Wir ersuchen die oben angesprochenen Adressaten und Verantwortlichen,

  • den über 40 Jahre alten Bebauungsplan des Geländes der Horst-Schmidt-Kliniken zu überdenken und zu überarbeiten
  • und damit den Erhalt der für das Stadtteilklima wichtigen restlichen Grünflächen des HSK-Areals zu ermöglichen, insbesondere der Frisch- und Kaltluftentstehungsgebiete sowie der Biotop-Verknüpfung des alten Hubschrauber-Landeplatzes,
  • weiterhin eine Machbarkeitsstudie zur möglichen Umwidmung, Umbau und Sanierung von alten HSK Gebäuden einzuleiten, um damit eine ernsthafte Prüfung dieser Option durchzuführen.

Begründung:
Der über 40 Jahre alte Bebauungsplan des der Stadt gehörenden Geländes ist nicht mehr zeitgemäß. Er berücksichtigt nicht die ökologischen Auswirkungen einer weiteren ausgedehnten Bebauung auf das Mikroklima des Stadtteils Freudenberg, besonders angesichts des Klimawandels.

Wir befürchten, dass durch eine massive, stattfindende und geplante Bebauung des Geländes
mit der neuen Helios Klinik,
mit der Zwerg Nase Klinik,
mit dem Neubau des Elisabeth-Selbert-Gymnasiums,
mit den Bau eines Wohnheims neben der Zwerg Nase Klinik in einer Kaltluftschneise,
besonders aber durch die geplante Versiegelung des Frisch- und Kaltluft-Entstehungsgebietes am alten Hubschrauber-Landeplatz,
sowie weiteren möglichen Planungen eines „Gesundheitszentrums“ auf dem Gelände
das Mikroklima des Stadtteils Freudenbergs negativ beeinflusst wird.

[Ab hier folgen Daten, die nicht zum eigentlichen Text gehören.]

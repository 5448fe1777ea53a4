use super::models::{EventDraft, EventId, EventList, MutationResponse};
use crate::config::Config;
use crate::error::{remote_error, OrganiserResult};
use async_trait::async_trait;
use reqwest::{Client, Response};
use tracing::debug;
use url::Url;

/// Header the organiser service reads the CSRF token from
pub const CSRF_HEADER: &str = "X-CSRFToken";

/// The four capabilities the store needs from the organiser service
#[async_trait]
pub trait EventRemote: Send + Sync {
    async fn list(&self) -> OrganiserResult<EventList>;

    async fn create(&self, draft: &EventDraft) -> OrganiserResult<MutationResponse>;

    async fn update(&self, id: &EventId, draft: &EventDraft) -> OrganiserResult<MutationResponse>;

    async fn delete(&self, id: &EventId) -> OrganiserResult<MutationResponse>;
}

/// JSON-over-HTTP client for the organiser service
#[derive(Clone)]
pub struct HttpEventRemote {
    client: Client,
    events_url: Url,
    csrf_token: String,
}

impl HttpEventRemote {
    pub fn new(config: &Config) -> OrganiserResult<Self> {
        let client = Client::builder()
            .timeout(config.request_timeout())
            .build()
            .map_err(|e| remote_error(&format!("Failed to build HTTP client: {}", e)))?;

        Ok(Self {
            client,
            events_url: config.events_url()?,
            csrf_token: config.csrf_token.clone(),
        })
    }

    /// Endpoint under the events URL; each segment is percent-encoded as a
    /// single path segment and the trailing slash is kept
    fn endpoint(&self, segments: &[&str]) -> OrganiserResult<Url> {
        if let Some(bad) = segments
            .iter()
            .find(|s| s.is_empty() || **s == "." || **s == "..")
        {
            return Err(remote_error(&format!("Invalid path segment '{}'", bad)));
        }

        let mut url = self.events_url.clone();
        url.path_segments_mut()
            .map_err(|_| remote_error(&format!("Cannot build endpoints under {}", self.events_url)))?
            .pop_if_empty()
            .extend(segments)
            .push("");
        Ok(url)
    }

    async fn post<B: serde::Serialize + ?Sized>(
        &self,
        segments: &[&str],
        body: &B,
    ) -> OrganiserResult<MutationResponse> {
        let url = self.endpoint(segments)?;
        debug!("POST {}", url);

        let response = self
            .client
            .post(url)
            .header(CSRF_HEADER, &self.csrf_token)
            .json(body)
            .send()
            .await
            .map_err(|e| remote_error(&format!("Request failed: {}", e)))?;

        read_mutation(response).await
    }
}

/// Read an add/update/delete response.
///
/// Error statuses are tolerated as long as the body is still the service's
/// envelope, so its message can reach the user.
async fn read_mutation(response: Response) -> OrganiserResult<MutationResponse> {
    let status = response.status();
    let body = response
        .text()
        .await
        .map_err(|e| remote_error(&format!("Failed to read response: {}", e)))?;

    match serde_json::from_str::<MutationResponse>(&body) {
        Ok(parsed) => Ok(parsed),
        Err(_) if !status.is_success() => Err(remote_error(&format!(
            "HTTP {} - {}",
            status, body
        ))),
        Err(e) => Err(remote_error(&format!("Failed to parse response: {}", e))),
    }
}

#[async_trait]
impl EventRemote for HttpEventRemote {
    async fn list(&self) -> OrganiserResult<EventList> {
        debug!("GET {}", self.events_url);

        let response = self
            .client
            .get(self.events_url.clone())
            .send()
            .await
            .map_err(|e| remote_error(&format!("Failed to fetch events: {}", e)))?;

        if !response.status().is_success() {
            let status = response.status();
            let error_body = response
                .text()
                .await
                .unwrap_or_else(|_| "Could not read error response".to_string());
            return Err(remote_error(&format!(
                "Failed to fetch events: HTTP {} - {}",
                status, error_body
            )));
        }

        response
            .json()
            .await
            .map_err(|e| remote_error(&format!("Failed to parse events response: {}", e)))
    }

    async fn create(&self, draft: &EventDraft) -> OrganiserResult<MutationResponse> {
        self.post(&["add"], draft).await
    }

    async fn update(&self, id: &EventId, draft: &EventDraft) -> OrganiserResult<MutationResponse> {
        self.post(&["update", id.as_str()], draft).await
    }

    async fn delete(&self, id: &EventId) -> OrganiserResult<MutationResponse> {
        self.post(&["delete", id.as_str()], &serde_json::json!({}))
            .await
    }
}
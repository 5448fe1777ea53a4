mod cli;
mod shutdown;
mod startup;

use clap::Parser;
use tracing::info;

#[tokio::main]
async fn main() -> miette::Result<()> {
    let args = cli::Cli::parse();

    // Initialize logging
    startup::init_logging()?;

    info!("Starting organiser");

    // Load configuration
    let config = startup::load_config().await?;

    startup::run(config, args.command).await
}
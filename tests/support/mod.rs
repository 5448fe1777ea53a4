#![allow(dead_code)]

use async_trait::async_trait;
use chrono::{NaiveDate, NaiveDateTime, NaiveTime};
use organiser::components::event_store::models::{EventList, MutationResponse};
use organiser::components::event_store::{Event, EventDraft, EventId, EventRemote};
use organiser::error::{remote_error, OrganiserResult};
use organiser::utils::time::{parse_date, parse_time};
use std::collections::{HashMap, VecDeque};
use std::sync::atomic::{AtomicUsize, Ordering};
use std::sync::{Arc, Mutex};
use std::time::Duration;
use tokio::sync::Semaphore;

/// Remote operations the store can issue
#[derive(Debug, Clone, Copy, PartialEq, Eq, Hash)]
pub enum Op {
    List,
    Create,
    Update,
    Delete,
}

/// A canned reply for the next call of an operation
pub enum Scripted {
    Respond(MutationResponse),
    Unreachable,
}

#[derive(Default)]
struct Server {
    events: Vec<Event>,
    next_id: u64,
}

/// In-memory stand-in for the organiser service.
///
/// Behaves like the real service unless a reply is scripted, and calls of an
/// operation can be held back until the test releases them.
#[derive(Default)]
pub struct MockRemote {
    server: Mutex<Server>,
    calls: Mutex<Vec<Op>>,
    scripted: Mutex<HashMap<Op, VecDeque<Scripted>>>,
    failing_lists: AtomicUsize,
    gates: Mutex<HashMap<Op, Arc<Semaphore>>>,
}

/// Event record as the service would hand it out
pub fn service_event(id: u64, title: &str, date: &str, time: &str) -> Event {
    let date = parse_date(date).unwrap();
    let time = parse_time(time).unwrap();
    Event {
        id: EventId::from(id),
        title: title.to_string(),
        date,
        time,
        datetime: display_datetime(date, time),
        description: None,
    }
}

fn display_datetime(date: NaiveDate, time: NaiveTime) -> String {
    NaiveDateTime::new(date, time)
        .format("%b %d, %Y, %I:%M %p")
        .to_string()
}

impl MockRemote {
    pub fn new() -> Self {
        Self::default()
    }

    /// Start with events already stored on the service
    pub fn with_events(events: Vec<Event>) -> Self {
        let remote = Self::new();
        {
            let mut server = remote.server.lock().unwrap();
            server.next_id = events
                .iter()
                .filter_map(|e| e.id.as_str().parse::<u64>().ok())
                .max()
                .unwrap_or(0);
            server.events = events;
        }
        remote
    }

    pub fn script(&self, op: Op, reply: Scripted) {
        self.scripted
            .lock()
            .unwrap()
            .entry(op)
            .or_default()
            .push_back(reply);
    }

    pub fn fail_next_list(&self) {
        self.failing_lists.fetch_add(1, Ordering::SeqCst);
    }

    /// Hold back calls of `op` until `release` is called
    pub fn hold(&self, op: Op) {
        self.gates
            .lock()
            .unwrap()
            .insert(op, Arc::new(Semaphore::new(0)));
    }

    /// Let one held call of `op` through
    pub fn release(&self, op: Op) {
        if let Some(gate) = self.gates.lock().unwrap().get(&op) {
            gate.add_permits(1);
        }
    }

    pub fn calls(&self) -> Vec<Op> {
        self.calls.lock().unwrap().clone()
    }

    pub fn count(&self, op: Op) -> usize {
        self.calls().iter().filter(|c| **c == op).count()
    }

    /// Wait until `op` has been called `times` times
    pub async fn wait_for(&self, op: Op, times: usize) {
        tokio::time::timeout(Duration::from_secs(5), async {
            while self.count(op) < times {
                tokio::time::sleep(Duration::from_millis(1)).await;
            }
        })
        .await
        .expect("remote call never arrived");
    }

    pub fn server_events(&self) -> Vec<Event> {
        self.server.lock().unwrap().events.clone()
    }

    async fn enter(&self, op: Op) -> Option<Scripted> {
        self.calls.lock().unwrap().push(op);

        let gate = self.gates.lock().unwrap().get(&op).cloned();
        if let Some(gate) = gate {
            gate.acquire().await.unwrap().forget();
        }

        self.scripted
            .lock()
            .unwrap()
            .get_mut(&op)
            .and_then(|queue| queue.pop_front())
    }

    fn record(id: u64, draft: &EventDraft) -> Option<Event> {
        let date = parse_date(&draft.date)?;
        let time = parse_time(&draft.time)?;
        Some(Event {
            id: EventId::from(id),
            title: draft.title.clone(),
            date,
            time,
            datetime: display_datetime(date, time),
            description: Some(draft.description.clone()).filter(|d| !d.is_empty()),
        })
    }
}

fn scripted_reply(reply: Scripted) -> OrganiserResult<MutationResponse> {
    match reply {
        Scripted::Respond(response) => Ok(response),
        Scripted::Unreachable => Err(remote_error("connection refused")),
    }
}

#[async_trait]
impl EventRemote for MockRemote {
    async fn list(&self) -> OrganiserResult<EventList> {
        self.enter(Op::List).await;

        if self
            .failing_lists
            .fetch_update(Ordering::SeqCst, Ordering::SeqCst, |n| n.checked_sub(1))
            .is_ok()
        {
            return Err(remote_error("Failed to fetch events: HTTP 500"));
        }

        Ok(EventList {
            events: self.server_events(),
        })
    }

    async fn create(&self, draft: &EventDraft) -> OrganiserResult<MutationResponse> {
        if let Some(reply) = self.enter(Op::Create).await {
            return scripted_reply(reply);
        }

        let mut server = self.server.lock().unwrap();
        server.next_id += 1;
        let id = server.next_id;
        match Self::record(id, draft) {
            Some(event) => {
                server.events.push(event.clone());
                Ok(MutationResponse::ok(Some(event), "Event added successfully!"))
            }
            None => Ok(MutationResponse::failed("Error: invalid date or time")),
        }
    }

    async fn update(&self, id: &EventId, draft: &EventDraft) -> OrganiserResult<MutationResponse> {
        if let Some(reply) = self.enter(Op::Update).await {
            return scripted_reply(reply);
        }

        let mut server = self.server.lock().unwrap();
        let Some(position) = server.events.iter().position(|e| &e.id == id) else {
            return Ok(MutationResponse::failed("Not found"));
        };
        let numeric = id.as_str().parse::<u64>().unwrap_or_default();
        match Self::record(numeric, draft) {
            Some(event) => {
                server.events[position] = event.clone();
                Ok(MutationResponse::ok(Some(event), "Event updated successfully!"))
            }
            None => Ok(MutationResponse::failed("Error: invalid date or time")),
        }
    }

    async fn delete(&self, id: &EventId) -> OrganiserResult<MutationResponse> {
        if let Some(reply) = self.enter(Op::Delete).await {
            return scripted_reply(reply);
        }

        let mut server = self.server.lock().unwrap();
        let before = server.events.len();
        server.events.retain(|e| &e.id != id);
        if server.events.len() == before {
            return Ok(MutationResponse::failed("Not found"));
        }
        Ok(MutationResponse::ok(None, "Event deleted successfully!"))
    }
}
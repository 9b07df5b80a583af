//! MessagePusher trait 定義
//!
//! 接続中のクライアントへイベントを届けるためのインターフェース。
//! ワイヤ形式への変換と実際の送信は Infrastructure 層が担当します。

use async_trait::async_trait;
use tokio::sync::mpsc;

use super::{ClientId, FeedEvent, MessagePushError};

/// クライアントへの送信チャンネル（シリアライズ済みの JSON フレーム）
pub type PusherChannel = mpsc::UnboundedSender<String>;

#[cfg_attr(test, mockall::automock)]
#[async_trait]
pub trait MessagePusher: Send + Sync {
    /// クライアントの送信チャンネルを登録
    async fn register_client(&self, client_id: ClientId, sender: PusherChannel);

    /// クライアントの送信チャンネルを削除
    async fn unregister_client(&self, client_id: &ClientId);

    /// 特定のクライアントにイベントを送信
    async fn push_to(&self, client_id: &ClientId, event: FeedEvent) -> Result<(), MessagePushError>;
}
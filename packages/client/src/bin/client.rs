//! Interactive live-feed client.
//!
//! Connects to a live-feed server, prints every heartbeat, acknowledgement and
//! data batch, and forwards `start` / `stop` typed at the prompt. `log` prints
//! a summary of everything received so far and `quit` leaves. The client exits
//! when the server closes the connection; it does not reconnect.
//!
//! Run with:
//! ```not_rust
//! cargo run --bin livefeed-client
//! cargo run --bin livefeed-client -- --url ws://127.0.0.1:3001/ws --auto-start
//! ```

use clap::Parser;

use livefeed_shared::logger::setup_logger;

#[derive(Parser, Debug)]
#[command(name = "livefeed-client")]
#[command(about = "Interactive client for the live-feed WebSocket server", long_about = None)]
struct Args {
    /// WebSocket server URL
    #[arg(short = 'u', long, default_value = "ws://127.0.0.1:3001/ws")]
    url: String,

    /// Send `start` right after connecting
    #[arg(short = 's', long)]
    auto_start: bool,
}

#[tokio::main]
async fn main() {
    // Initialize tracing
    setup_logger(env!("CARGO_BIN_NAME"), "info");

    let args = Args::parse();

    if let Err(e) = livefeed_client::run_client(args.url, args.auto_start).await {
        tracing::error!("Client error: {}", e);
        std::process::exit(1);
    }
}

Eine Umnutzung der alten HSK-Gebäude könnte die Öko-Bilanz des Neubaus der Klinik deutlich verbessern und die Kosten des gesamten Vorhabens fühlbar senken.

Eine Gesamtschau aller möglichen Beeinträchtigungen des Stadtteil-Klimas, auch in Verbindung mit einer Bebauung des Westfelds, ist durch die verantwortlichen Planer zu leisten.